WHAT THE TASK ASKS: Show each line of the records below where the word "never" occurs.

Records from a data collection
----
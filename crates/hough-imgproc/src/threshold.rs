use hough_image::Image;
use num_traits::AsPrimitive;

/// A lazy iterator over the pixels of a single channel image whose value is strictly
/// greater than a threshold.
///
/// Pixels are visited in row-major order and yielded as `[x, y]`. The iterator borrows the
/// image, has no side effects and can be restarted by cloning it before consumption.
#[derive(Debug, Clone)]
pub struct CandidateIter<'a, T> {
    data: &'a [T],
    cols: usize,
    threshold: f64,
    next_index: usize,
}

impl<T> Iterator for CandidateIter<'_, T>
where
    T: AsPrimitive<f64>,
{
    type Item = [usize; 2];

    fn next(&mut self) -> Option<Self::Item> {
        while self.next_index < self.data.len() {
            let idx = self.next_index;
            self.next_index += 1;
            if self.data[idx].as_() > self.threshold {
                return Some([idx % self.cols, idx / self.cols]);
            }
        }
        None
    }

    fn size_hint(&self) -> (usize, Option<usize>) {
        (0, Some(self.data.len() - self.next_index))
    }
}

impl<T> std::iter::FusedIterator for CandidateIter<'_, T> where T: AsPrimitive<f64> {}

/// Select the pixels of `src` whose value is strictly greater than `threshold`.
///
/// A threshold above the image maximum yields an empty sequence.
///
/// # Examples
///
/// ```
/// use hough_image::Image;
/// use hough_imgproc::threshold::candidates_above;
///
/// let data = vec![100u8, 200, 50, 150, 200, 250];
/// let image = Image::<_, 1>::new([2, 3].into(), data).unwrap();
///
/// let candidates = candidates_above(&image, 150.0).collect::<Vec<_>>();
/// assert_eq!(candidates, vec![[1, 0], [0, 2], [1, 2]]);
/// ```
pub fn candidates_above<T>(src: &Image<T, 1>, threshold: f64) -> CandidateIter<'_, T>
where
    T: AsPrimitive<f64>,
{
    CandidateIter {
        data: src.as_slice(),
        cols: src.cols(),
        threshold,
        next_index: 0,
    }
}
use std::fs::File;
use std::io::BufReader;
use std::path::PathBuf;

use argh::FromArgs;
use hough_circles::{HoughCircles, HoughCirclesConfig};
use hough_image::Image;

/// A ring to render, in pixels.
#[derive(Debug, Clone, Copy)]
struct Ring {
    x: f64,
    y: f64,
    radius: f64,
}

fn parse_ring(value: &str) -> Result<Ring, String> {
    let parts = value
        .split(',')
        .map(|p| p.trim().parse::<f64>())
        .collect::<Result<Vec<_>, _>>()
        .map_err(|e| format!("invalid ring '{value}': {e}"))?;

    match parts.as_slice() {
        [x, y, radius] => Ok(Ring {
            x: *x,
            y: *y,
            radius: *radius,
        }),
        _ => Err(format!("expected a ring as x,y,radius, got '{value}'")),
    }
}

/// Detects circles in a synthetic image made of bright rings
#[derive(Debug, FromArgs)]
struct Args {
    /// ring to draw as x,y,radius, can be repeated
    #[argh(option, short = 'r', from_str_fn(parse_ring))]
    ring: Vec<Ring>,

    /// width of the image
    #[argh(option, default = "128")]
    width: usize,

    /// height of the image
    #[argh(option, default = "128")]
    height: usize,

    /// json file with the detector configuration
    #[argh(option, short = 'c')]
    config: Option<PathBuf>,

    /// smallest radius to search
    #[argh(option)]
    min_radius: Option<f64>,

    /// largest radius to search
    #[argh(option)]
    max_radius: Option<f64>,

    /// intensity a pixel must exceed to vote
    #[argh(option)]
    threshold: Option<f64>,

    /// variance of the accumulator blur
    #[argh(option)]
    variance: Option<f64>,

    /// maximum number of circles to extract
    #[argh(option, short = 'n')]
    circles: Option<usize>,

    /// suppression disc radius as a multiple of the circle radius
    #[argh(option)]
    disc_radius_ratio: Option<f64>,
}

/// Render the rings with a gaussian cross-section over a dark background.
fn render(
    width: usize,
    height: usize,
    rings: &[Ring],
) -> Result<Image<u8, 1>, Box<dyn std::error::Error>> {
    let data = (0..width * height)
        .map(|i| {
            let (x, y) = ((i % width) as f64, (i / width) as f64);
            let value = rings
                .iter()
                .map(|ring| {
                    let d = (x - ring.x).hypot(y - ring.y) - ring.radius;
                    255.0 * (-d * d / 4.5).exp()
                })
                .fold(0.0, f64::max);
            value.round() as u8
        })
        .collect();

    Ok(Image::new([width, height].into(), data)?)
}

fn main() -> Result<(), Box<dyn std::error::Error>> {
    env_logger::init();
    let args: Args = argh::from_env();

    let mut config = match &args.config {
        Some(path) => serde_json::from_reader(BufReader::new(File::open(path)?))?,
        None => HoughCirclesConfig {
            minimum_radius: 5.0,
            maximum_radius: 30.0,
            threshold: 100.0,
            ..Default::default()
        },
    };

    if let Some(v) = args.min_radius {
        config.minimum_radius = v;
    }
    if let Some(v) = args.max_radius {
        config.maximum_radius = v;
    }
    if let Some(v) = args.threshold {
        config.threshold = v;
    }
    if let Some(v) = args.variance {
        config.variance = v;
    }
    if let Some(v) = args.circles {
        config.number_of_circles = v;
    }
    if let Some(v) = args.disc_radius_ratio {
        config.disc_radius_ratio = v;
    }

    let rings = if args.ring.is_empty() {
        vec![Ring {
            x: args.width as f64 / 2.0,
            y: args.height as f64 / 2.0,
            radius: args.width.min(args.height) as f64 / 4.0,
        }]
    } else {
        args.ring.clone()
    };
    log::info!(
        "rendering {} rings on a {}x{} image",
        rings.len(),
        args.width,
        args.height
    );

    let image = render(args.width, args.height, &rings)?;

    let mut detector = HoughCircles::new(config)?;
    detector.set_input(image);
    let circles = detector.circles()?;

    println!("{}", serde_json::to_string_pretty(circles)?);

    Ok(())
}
----
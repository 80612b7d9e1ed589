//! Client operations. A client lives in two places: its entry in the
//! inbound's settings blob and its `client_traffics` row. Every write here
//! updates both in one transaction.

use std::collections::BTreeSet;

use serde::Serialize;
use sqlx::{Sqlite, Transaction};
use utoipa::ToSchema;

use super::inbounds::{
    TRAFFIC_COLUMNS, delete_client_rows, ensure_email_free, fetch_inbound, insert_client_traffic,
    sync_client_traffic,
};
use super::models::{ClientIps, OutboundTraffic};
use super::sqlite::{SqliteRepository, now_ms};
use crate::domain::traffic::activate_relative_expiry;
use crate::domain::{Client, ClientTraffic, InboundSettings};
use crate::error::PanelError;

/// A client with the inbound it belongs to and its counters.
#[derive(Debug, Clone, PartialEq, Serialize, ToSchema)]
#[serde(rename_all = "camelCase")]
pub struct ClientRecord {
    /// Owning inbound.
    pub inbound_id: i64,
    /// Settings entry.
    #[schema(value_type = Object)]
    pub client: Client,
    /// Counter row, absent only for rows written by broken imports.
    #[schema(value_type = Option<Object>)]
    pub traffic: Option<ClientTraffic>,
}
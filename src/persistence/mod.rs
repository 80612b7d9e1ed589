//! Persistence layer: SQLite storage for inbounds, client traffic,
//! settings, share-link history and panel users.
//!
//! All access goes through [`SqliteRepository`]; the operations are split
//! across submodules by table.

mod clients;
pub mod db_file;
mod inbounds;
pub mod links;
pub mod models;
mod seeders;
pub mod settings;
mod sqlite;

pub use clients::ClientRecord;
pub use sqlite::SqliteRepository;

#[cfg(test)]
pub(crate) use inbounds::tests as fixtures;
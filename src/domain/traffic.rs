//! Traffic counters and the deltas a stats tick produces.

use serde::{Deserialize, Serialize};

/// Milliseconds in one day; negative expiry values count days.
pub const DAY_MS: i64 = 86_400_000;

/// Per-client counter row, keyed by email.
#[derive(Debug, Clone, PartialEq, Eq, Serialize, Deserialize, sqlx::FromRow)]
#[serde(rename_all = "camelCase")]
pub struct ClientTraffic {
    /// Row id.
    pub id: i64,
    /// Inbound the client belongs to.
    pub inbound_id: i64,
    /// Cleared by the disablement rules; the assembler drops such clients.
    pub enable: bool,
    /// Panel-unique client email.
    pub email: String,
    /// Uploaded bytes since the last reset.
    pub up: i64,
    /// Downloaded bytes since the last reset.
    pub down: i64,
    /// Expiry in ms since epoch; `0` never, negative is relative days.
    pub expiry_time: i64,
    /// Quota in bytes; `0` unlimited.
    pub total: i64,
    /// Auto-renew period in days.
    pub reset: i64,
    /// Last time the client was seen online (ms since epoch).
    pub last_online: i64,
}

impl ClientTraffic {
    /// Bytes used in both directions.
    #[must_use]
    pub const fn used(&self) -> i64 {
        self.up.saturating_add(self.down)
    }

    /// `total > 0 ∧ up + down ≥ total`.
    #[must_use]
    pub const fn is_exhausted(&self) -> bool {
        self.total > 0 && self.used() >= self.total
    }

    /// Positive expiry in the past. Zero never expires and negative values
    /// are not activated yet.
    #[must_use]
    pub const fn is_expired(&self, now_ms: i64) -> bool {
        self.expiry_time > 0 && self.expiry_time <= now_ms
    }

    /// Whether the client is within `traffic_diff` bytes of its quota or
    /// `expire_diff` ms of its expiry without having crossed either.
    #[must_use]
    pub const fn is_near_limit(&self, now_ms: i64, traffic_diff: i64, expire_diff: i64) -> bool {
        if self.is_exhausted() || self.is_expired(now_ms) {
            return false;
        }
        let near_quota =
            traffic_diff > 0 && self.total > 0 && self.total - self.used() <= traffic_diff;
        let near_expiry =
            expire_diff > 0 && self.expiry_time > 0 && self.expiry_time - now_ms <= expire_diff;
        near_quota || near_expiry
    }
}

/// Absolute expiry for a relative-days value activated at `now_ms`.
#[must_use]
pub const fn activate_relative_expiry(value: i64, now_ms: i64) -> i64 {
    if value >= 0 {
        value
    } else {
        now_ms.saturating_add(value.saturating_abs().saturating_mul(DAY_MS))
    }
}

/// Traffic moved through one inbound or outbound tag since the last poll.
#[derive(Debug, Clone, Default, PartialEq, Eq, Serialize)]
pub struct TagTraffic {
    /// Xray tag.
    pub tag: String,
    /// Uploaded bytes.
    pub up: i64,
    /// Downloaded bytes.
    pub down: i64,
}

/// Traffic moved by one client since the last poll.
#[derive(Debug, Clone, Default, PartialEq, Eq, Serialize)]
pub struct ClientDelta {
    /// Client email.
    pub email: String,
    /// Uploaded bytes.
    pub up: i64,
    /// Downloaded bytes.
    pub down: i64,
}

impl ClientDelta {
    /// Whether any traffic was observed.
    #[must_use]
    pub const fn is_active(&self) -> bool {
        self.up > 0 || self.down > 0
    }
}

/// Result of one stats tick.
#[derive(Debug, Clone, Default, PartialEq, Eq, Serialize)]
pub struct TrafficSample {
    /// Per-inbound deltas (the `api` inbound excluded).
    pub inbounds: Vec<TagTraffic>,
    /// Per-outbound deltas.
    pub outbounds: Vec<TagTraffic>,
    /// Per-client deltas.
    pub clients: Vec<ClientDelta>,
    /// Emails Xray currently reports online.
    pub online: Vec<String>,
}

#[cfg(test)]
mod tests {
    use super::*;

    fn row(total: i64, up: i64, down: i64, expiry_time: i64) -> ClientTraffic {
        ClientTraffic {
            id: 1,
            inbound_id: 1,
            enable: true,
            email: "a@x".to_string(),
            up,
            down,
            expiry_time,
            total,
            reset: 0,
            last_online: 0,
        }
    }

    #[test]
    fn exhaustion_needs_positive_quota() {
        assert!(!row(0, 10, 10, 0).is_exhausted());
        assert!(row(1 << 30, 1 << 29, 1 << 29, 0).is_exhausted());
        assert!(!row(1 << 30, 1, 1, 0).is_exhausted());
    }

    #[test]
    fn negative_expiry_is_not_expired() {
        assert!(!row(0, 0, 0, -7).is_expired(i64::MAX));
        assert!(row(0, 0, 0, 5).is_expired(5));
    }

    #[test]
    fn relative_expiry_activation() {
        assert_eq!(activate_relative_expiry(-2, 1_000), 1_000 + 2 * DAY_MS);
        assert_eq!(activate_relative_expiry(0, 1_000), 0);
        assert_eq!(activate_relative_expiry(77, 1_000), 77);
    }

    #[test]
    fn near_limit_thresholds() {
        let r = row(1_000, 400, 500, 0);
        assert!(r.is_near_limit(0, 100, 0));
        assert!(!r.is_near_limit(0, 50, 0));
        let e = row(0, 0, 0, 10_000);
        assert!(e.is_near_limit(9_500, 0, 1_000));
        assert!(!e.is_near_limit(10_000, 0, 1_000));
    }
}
----
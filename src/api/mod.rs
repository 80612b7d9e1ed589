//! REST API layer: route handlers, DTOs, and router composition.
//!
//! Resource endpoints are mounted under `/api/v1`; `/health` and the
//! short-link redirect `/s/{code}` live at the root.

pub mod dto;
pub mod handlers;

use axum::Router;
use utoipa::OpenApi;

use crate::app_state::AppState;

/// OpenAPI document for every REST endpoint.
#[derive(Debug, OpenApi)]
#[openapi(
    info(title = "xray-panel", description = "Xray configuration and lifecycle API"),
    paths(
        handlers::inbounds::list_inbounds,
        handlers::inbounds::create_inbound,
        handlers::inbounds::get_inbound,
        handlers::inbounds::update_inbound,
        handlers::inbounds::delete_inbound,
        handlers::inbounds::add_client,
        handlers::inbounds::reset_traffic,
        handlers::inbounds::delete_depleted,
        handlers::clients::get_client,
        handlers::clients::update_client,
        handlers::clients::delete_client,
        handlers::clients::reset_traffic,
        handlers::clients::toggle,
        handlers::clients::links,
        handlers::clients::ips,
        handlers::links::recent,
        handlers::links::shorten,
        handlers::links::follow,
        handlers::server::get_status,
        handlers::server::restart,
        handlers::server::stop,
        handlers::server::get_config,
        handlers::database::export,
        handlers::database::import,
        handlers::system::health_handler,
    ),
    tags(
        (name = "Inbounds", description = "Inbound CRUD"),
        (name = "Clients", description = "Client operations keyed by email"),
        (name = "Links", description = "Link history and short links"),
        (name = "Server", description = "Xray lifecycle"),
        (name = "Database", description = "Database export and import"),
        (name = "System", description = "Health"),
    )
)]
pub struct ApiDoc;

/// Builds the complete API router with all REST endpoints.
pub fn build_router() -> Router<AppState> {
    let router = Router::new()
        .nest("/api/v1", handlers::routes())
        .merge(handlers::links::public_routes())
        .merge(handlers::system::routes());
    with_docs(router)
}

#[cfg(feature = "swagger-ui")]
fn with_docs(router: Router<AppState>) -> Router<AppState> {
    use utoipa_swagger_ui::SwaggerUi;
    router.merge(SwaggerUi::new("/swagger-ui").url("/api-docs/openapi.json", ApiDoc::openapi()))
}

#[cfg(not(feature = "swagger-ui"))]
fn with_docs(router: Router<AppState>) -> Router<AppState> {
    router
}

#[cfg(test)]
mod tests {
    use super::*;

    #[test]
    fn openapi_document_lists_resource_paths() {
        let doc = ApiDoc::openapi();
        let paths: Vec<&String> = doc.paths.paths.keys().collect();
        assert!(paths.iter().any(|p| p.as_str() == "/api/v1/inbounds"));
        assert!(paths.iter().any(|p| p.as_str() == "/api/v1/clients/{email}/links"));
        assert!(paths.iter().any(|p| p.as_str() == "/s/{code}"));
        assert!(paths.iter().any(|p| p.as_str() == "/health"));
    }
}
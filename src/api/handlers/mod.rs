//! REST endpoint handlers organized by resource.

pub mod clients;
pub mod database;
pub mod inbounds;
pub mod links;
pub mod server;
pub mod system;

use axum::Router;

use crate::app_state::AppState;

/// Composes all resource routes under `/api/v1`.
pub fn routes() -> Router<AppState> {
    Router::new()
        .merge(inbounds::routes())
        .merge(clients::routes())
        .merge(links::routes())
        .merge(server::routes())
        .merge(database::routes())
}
----
ANSWER TO THE EXERCISE:
    /// Expiry in ms since epoch; `0` never, negative is relative days.
    /// Positive expiry in the past. Zero never expires and negative values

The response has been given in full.